Nach dem Blutbad in Winnenden erklärte der Presserat mehrere Galerien mit Fotos der Opfer unter Berufung auf ebendiese ominösen „besonderen Begleitumstände“ für zulässig – solange in ihnen die Nachnamen der Gezeigten abgekürzt wurden. Darauf legt das Gremium immer wieder erstaunlich viel Wert: „Mit beiden Namenszeilen werden die Opfer für die Öffentlichkeit komplett identifizierbar, wohingegen ein Foto mit Vornamen sie erst einmal nur in der unmittelbaren Umgebung erkennbar macht.“

Nach der Massenpanik bei der Loveparade in Duisburg urteilte der Presserat ungleich strenger: „Bei Winnenden handelte es sich um ein Verbrechen, bei dem ein junger Mensch andere junge Menschen vorsätzlich und wahllos tötete. Bei der Loveparade ereignete sich ein Unglück, für das es ein zumindest theoretisches Eintrittsrisiko bei Massenveranstaltungen gibt. Von daher lagen keine besonderen Begleitumstände vor, die eine identifizierbare Veröffentlichung der Opferfotos rechtfertigen könnten.“ Das klingt nicht nur akademisch, sondern absurd: Die Tatsache, dass jemand beim Besuch einer Veranstaltung damit rechnen muss, dass es zu einem Unglück kommt, schützt ihn davor, als Opfer von den Medien ausgeschlachtet zu werden? Und die Privatsphäre eines Schülers, der Opfer eines Amoklaufes wird, muss weniger geschützt werden, weil er mit einem solchen Überfall nicht rechnen musste?

Die Medien rechtfertigen durch den außergewöhnlichen Anlass nicht nur den Eingriff ins Persönlichkeitsrecht, sondern auch ins Urheberrecht. Sie tun so, als sei nicht nur das Zeigen der Opfer erlaubt, sondern auch jede Art der Fotobeschaffung.

Die Zunahme derartiger Opferporträtgalerien ist untrennbar mit der Verbreitung privater Fotos in sozialen Netzwerken verbunden. Nie war es so leicht, an Bilder und private Informationen nichtprominenter Menschen zu kommen. Der Presserat hat zwar erklärt, es „bedenklich“ zu finden, wenn Journalisten sich hier bedienen. Redaktionen scheinen davon nicht beeindruckt zu sein.Sie stellen sich nicht einmal einer Debatte. Sie verweigern schlicht die Auskunft. Ob nach Winnenden oder dem Absturz eines Air-France-Airbus’ vor zwei Jahren: Wer bei „Bild“, „stern“, „Focus“ oder RTL nachfragt, wie sie an die gezeigten Opferfotos gekommen seien oder wie sie es allgemein mit der Beschaffung oder der Notwendigkeit eines Einverständnisses halten, bekommt entweder gar keine Antwort oder die, dass es sich um Redaktionsinterna handelt, über die man keine Auskunft gibt.

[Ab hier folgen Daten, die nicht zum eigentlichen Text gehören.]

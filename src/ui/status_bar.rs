//! Summary line shown above the results: counts plus page navigation.

use crate::core::render_pass::ResultSummary;
use crate::ui::theme;

/// Render e.g. `25 results from 2 indexes   < Page 1 of 3 >`.
///
/// The arrows are dimmed (or replaced by spaces without colour) when the
/// corresponding navigation is unavailable.
pub fn render_status(summary: &ResultSummary, color: bool) -> String {
    let prev = nav_arrow("<", summary.has_previous, color);
    let next = nav_arrow(">", summary.has_next, color);
    format!(
        "{summary}   {prev} Page {} of {} {next}",
        summary.page, summary.total_pages
    )
}

fn nav_arrow(glyph: &str, enabled: bool, color: bool) -> String {
    match (enabled, color) {
        (true, _) => glyph.to_owned(),
        (false, true) => theme::paint(glyph, theme::TEXT_MUTED, true),
        (false, false) => " ".to_owned(),
    }
}
//! Runtime configuration for EventLens.
//!
//! [`ViewConfig`] is the serialisable set of knobs a user can persist in a
//! JSON file. Every field has a default, so an empty object is a valid
//! config. Command-line flags are layered on top by the binary.

use std::io::IsTerminal;
use std::path::{Path, PathBuf};

use crate::core::catalog::EventCatalog;
use crate::core::eligibility::EventClassifier;
use crate::core::normalizer::{NormalizeOptions, UsedFieldTracking, ViewDensity};
use crate::core::render_pass::SecurityViewPipeline;
use crate::util::constants::{DEFAULT_PAGE_SIZE, SECURITY_EVENTS_INDEX};
use crate::util::error::{EventLensError, Result};

/// Persistable view configuration.
#[derive(Debug, Clone, PartialEq, Eq, serde::Serialize, serde::Deserialize)]
#[serde(default)]
pub struct ViewConfig {
    /// Index whose results qualify for the security card view.
    pub specialized_index: String,
    /// Rows per page.
    pub page_size: usize,
    /// Card density (value and extra-field caps).
    pub density: ViewDensity,
    /// How columns are marked as consumed by canonical fields.
    pub used_field_tracking: UsedFieldTracking,
    /// Optional JSON catalog replacing the built-in one.
    pub catalog_path: Option<PathBuf>,
    /// Whether terminal output uses ANSI colour. Unset means colour only
    /// when stdout is a terminal.
    pub color: Option<bool>,
}

impl Default for ViewConfig {
    fn default() -> Self {
        Self {
            specialized_index: SECURITY_EVENTS_INDEX.to_owned(),
            page_size: DEFAULT_PAGE_SIZE,
            density: ViewDensity::default(),
            used_field_tracking: UsedFieldTracking::default(),
            catalog_path: None,
            color: None,
        }
    }
}

impl ViewConfig {
    /// Parse and validate a JSON config.
    ///
    /// # Errors
    /// Returns [`EventLensError::Config`] on malformed JSON or invalid values.
    pub fn from_json_str(json: &str) -> Result<Self> {
        let config: ViewConfig = serde_json::from_str(json)
            .map_err(|e| EventLensError::Config(format!("Failed to parse config: {e}")))?;
        config.validate()?;
        Ok(config)
    }

    /// Load and validate a JSON config file.
    pub fn from_path(path: &Path) -> Result<Self> {
        let json = std::fs::read_to_string(path)?;
        let config = Self::from_json_str(&json)?;
        tracing::info!("Loaded configuration from {}", path.display());
        Ok(config)
    }

    /// Reject values the rest of the program cannot work with.
    pub fn validate(&self) -> Result<()> {
        if self.page_size == 0 {
            return Err(EventLensError::Config("page_size must be greater than 0".into()));
        }
        if self.specialized_index.trim().is_empty() {
            return Err(EventLensError::Config(
                "specialized_index must not be empty".into(),
            ));
        }
        if self.specialized_index.trim() != self.specialized_index {
            return Err(EventLensError::Config(format!(
                "specialized_index {:?} has leading or trailing whitespace",
                self.specialized_index
            )));
        }
        Ok(())
    }

    /// Explicit colour setting, else whether stdout is a terminal.
    pub fn use_color(&self) -> bool {
        self.color.unwrap_or_else(|| std::io::stdout().is_terminal())
    }

    pub fn normalize_options(&self) -> NormalizeOptions {
        NormalizeOptions {
            density: self.density,
            tracking: self.used_field_tracking,
        }
    }

    /// Load the configured catalog, or the built-in one.
    pub fn load_catalog(&self) -> Result<EventCatalog> {
        match &self.catalog_path {
            Some(path) => EventCatalog::from_json_path(path),
            None => Ok(EventCatalog::security_events()),
        }
    }

    /// Build the render pipeline this configuration describes.
    pub fn build_pipeline(&self) -> Result<SecurityViewPipeline> {
        let catalog = self.load_catalog()?;
        let classifier = EventClassifier::new(catalog, self.specialized_index.clone());
        Ok(SecurityViewPipeline::new(classifier, self.normalize_options()))
    }
}
//! Page arithmetic over an already-filtered result population.
//!
//! Page state is owned by the caller; this module only turns a
//! `(page, page_size)` pair into totals and slice bounds.

use std::ops::Range;

/// Caller-supplied page state. Pages are 1-based.
#[derive(Debug, Clone, Copy, PartialEq, Eq, serde::Serialize, serde::Deserialize)]
pub struct PageRequest {
    pub page: usize,
    pub page_size: usize,
}

impl PageRequest {
    pub fn new(page: usize, page_size: usize) -> Self {
        Self { page, page_size }
    }

    /// Page size with zero treated as one.
    fn effective_size(&self) -> usize {
        self.page_size.max(1)
    }

    /// `max(1, ceil(count / page_size))`.
    pub fn total_pages(&self, count: usize) -> usize {
        count.div_ceil(self.effective_size()).max(1)
    }

    /// Index range of the current page within a population of `count`.
    ///
    /// Page 0 and pages past the end yield an empty range.
    pub fn slice_range(&self, count: usize) -> Range<usize> {
        if self.page == 0 {
            return 0..0;
        }
        let size = self.effective_size();
        let start = (self.page - 1).saturating_mul(size).min(count);
        let end = self.page.saturating_mul(size).min(count);
        start..end
    }

    /// Borrow the current page out of `items`.
    pub fn slice<'a, T>(&self, items: &'a [T]) -> &'a [T] {
        &items[self.slice_range(items.len())]
    }

    pub fn has_previous(&self) -> bool {
        self.page > 1
    }

    pub fn has_next(&self, count: usize) -> bool {
        self.page < self.total_pages(count)
    }
}

impl Default for PageRequest {
    fn default() -> Self {
        Self {
            page: 1,
            page_size: crate::util::constants::DEFAULT_PAGE_SIZE,
        }
    }
}
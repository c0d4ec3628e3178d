//! Application-wide constants for EventLens.
//!
//! Centralising magic numbers and configuration defaults here keeps the rest
//! of the codebase clean and makes tuning straightforward.

/// Name of the one index whose results qualify for the security card view.
pub const SECURITY_EVENTS_INDEX: &str = "SecurityEvents";

/// Label given to events whose identifier is missing or not catalogued.
pub const UNKNOWN_EVENT_LABEL: &str = "Unknown Event";

/// Marker appended to extra-field values cut at the character cap.
pub const TRUNCATION_MARKER: &str = "\u{2026}";

/// Character cap for extra-field values in the compact card layout.
pub const COMPACT_VALUE_CHAR_CAP: usize = 50;

/// Number of extra fields shown per card in the compact layout.
pub const COMPACT_EXTRA_FIELD_CAP: usize = 6;

/// Character cap for extra-field values in the detailed card layout.
pub const DETAILED_VALUE_CHAR_CAP: usize = 60;

/// Number of extra fields shown per card in the detailed layout.
pub const DETAILED_EXTRA_FIELD_CAP: usize = 8;

/// Rows per page when neither the config file nor the CLI sets one.
pub const DEFAULT_PAGE_SIZE: usize = 50;

/// Application display name used in log lines and the CLI.
pub const APP_NAME: &str = "EventLens";

/// Application version string.
pub const APP_VERSION: &str = env!("CARGO_PKG_VERSION");

/// Default log file name when `--log-file` points at a directory.
pub const LOG_FILE_NAME: &str = "eventlens.log";

/// Maximum log file size in bytes before rotation (5 MB).
pub const MAX_LOG_FILE_SIZE: u64 = 5 * 1024 * 1024;

/// Maximum cell width in the plain-text results table.
pub const TABLE_CELL_CHAR_CAP: usize = 40;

Noch trauriger ist nur der Versuch, die Aufreihung der Opfer zur journalistischen Notwendigkeit zu verbrämen. „stern“-Chefredakteur Andreas Petzold formulierte das im vergangenen Jahr auf einer Veranstaltung des Presserats: Nur durch die Abbildung der über 200 Opfer des Airbus-Absturzes habe man den Lesern das Ausmaß der Tragödie deutlich machen können. Aus vielen Stellungnahmen von Medien gegenüber dem Presserat lassen sich ähnliche journalistische Bankrotterklärungen lesen.

Die Medien müssten eingestehen, dass solche Galerien nicht zwingend sind, sondern Ausdruck einer freien redaktionellen Entscheidung. Erst dann könnte man diskutieren, unter welchen Umständen die Bilder von Opfern einer Katastrophe gezeigt werden dürfen. Und ob man ihnen wirklich gerecht wird, wenn man sie in eine Briefmarke in einem Album verwandelt, einen Pixel in einem Mosaik, das das Ausmaß einer Tat verdeutlichen soll.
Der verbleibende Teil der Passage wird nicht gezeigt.